By Richard Rubin
LOUISVILLE, Ky. -- Large companies, looking for every angle to
prod Congress into making the corporate-tax changes they have been
seeking for years, are turning to some in-house muscle: employees
and customers.
Beyond efforts by corporations' lobbyists and a television-ad
campaign run by the Business Roundtable, an association of CEOs,
companies are now seeking to rally broader public support for
business-tax cuts. They are inviting senior lawmakers to their
facilities this summer and encouraging workers to contact their
representatives in Congress.
"We believe this issue's so important that you've got to get
engaged. We can't ensure success. We can ensure that our point of
view and our customers' point of view is heard," David Abney, the
chief executive officer of United Parcel Service Inc., said in a
brief interview Tuesday.
Business executives, though wary of direct connections with the
White House after President Donald Trump's comments about
white-nationalist protesters last week, remain deeply involved in
promoting one of his major policy objectives.
Mr. Abney hosted Rep. Kevin Brady (R., Texas), chairman of the
Ways and Means Committee, at the company's global air hub in
Louisville and bolstered the chairman's tax-code pitch. The lower
rates and permanent changes Mr. Brady envisions, he said, would
encourage UPS to accelerate already-planned domestic
investments.
Mr. Abney provided Mr. Brady with a forum to speak to more than
100 employees in an airplane hangar. The lawmaker also fielded
questions from Louisville-area business executives that use UPS,
toured some of the 155 miles of conveyor belts and saw parcels
headed to his hometown's ZIP Code.
"You leave tax reform just to Washington, it won't get done,"
said Mr. Brady, who was joined by Rep. Andy Barr (R., Ky.) and Rep.
Trey Hollingsworth (R., Ind.).
Before Congress' fall push for a tax bill, Mr. Brady has been
busily adding to the 2.5 million frequent flier miles he mentioned
to the UPS employees. He visited alcohol maker Brown-Forman Corp.

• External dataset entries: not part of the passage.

use slack_morphism::SlackTs;

use crate::core::config::NotifyConfig;
use crate::core::models::DispatchMode;
use crate::errors::SlackError;

impl DispatchMode {
    /// Pick the dispatch mode from the configured timestamps.
    ///
    /// Update wins over thread replies, and `also_send_to_channel` only
    /// matters when replying in a thread.
    ///
    /// # Errors
    ///
    /// Returns `SlackError::ConfigError` when both an update and a delete
    /// target are configured.
    pub fn from_config(config: &NotifyConfig) -> Result<Self, SlackError> {
        match (
            config.update_ts.as_deref(),
            config.delete_ts.as_deref(),
            config.thread_ts.as_deref(),
        ) {
            (Some(_), Some(_), _) => Err(SlackError::ConfigError(
                "Cannot update and delete a message at the same time".to_string(),
            )),
            (Some(ts), None, _) => Ok(Self::Update(SlackTs(ts.to_string()))),
            (None, Some(ts), _) => Ok(Self::Delete(SlackTs(ts.to_string()))),
            (None, None, Some(thread_ts)) => Ok(Self::ReplyInThread {
                thread_ts: SlackTs(thread_ts.to_string()),
                broadcast: config.also_send_to_channel,
            }),
            (None, None, None) => Ok(Self::Send),
        }
    }
}
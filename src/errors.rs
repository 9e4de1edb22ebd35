use thiserror::Error;

#[derive(Debug, Error)]
pub enum SlackError {
    #[error("Invalid configuration: {0}")]
    ConfigError(String),

    #[error("Failed to access Slack API: {0}")]
    ApiError(String),

    #[error("Failed to send HTTP request: {0}")]
    HttpError(String),

    #[error("Failed to write output file: {0}")]
    PersistError(String),
}

/// Failure to translate a GitHub username into a Slack user ID.
///
/// `NotFound` is kept apart from every other failure so callers can log an
/// unknown user at a lower severity than a broken mapping service.
#[derive(Debug, Error)]
pub enum MappingError {
    #[error("slack user not found in mapping API for {0}")]
    NotFound(String),

    #[error("{0}")]
    Transport(String),
}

in Kentucky on Tuesday, following a visit to Best Buy Co. in
Minnesota last week and a speech at former President Ronald
Reagan's California ranch.
Mr. Brady plans to head to Dallas Wednesday for a similar
employee town hall at AT&T Inc. and a local Chamber of Commerce
event. House Speaker Paul Ryan (R., Wis.), meanwhile, is scheduled
to be in Oregon at Intel Corp. on Wednesday before heading to
Everett, Wash., Thursday to meet with workers at Boeing Co.
Businesses can have a tough case to make in connecting the
corporate-tax cuts they seek with benefits for the broader
public.
Companies and Republicans argue that corporate tax cuts would
help workers because they would encourage productivity-boosting
investments and lead to wage growth in the long run. Treasury
Secretary Steven Mnuchin said on Monday that most economists think
labor pays 80% of the corporate tax.
Official estimates by the congressional Joint Committee on
Taxation and the Treasury Department point in the opposite
direction, showing that owners of capital pay 75% to 82% of
corporate taxes.
Mr. Abney said he thought UPS employees -- more than 300,000 in
the U.S. -- understood the broader benefits of the tax changes the
company seeks.
"We talk to them about how it benefits our customers," he said.
"It will create more packages for us. That creates more jobs and
that's something that every UPSer can understand."
Bill Samuel, a government affairs executive at the AFL-CIO, said
workers should be wary of these arguments from executives and
conscious of the ultimate cost.
"They should be skeptical that they're not hearing the full
story," he said. "They'll pay for them in decreased services."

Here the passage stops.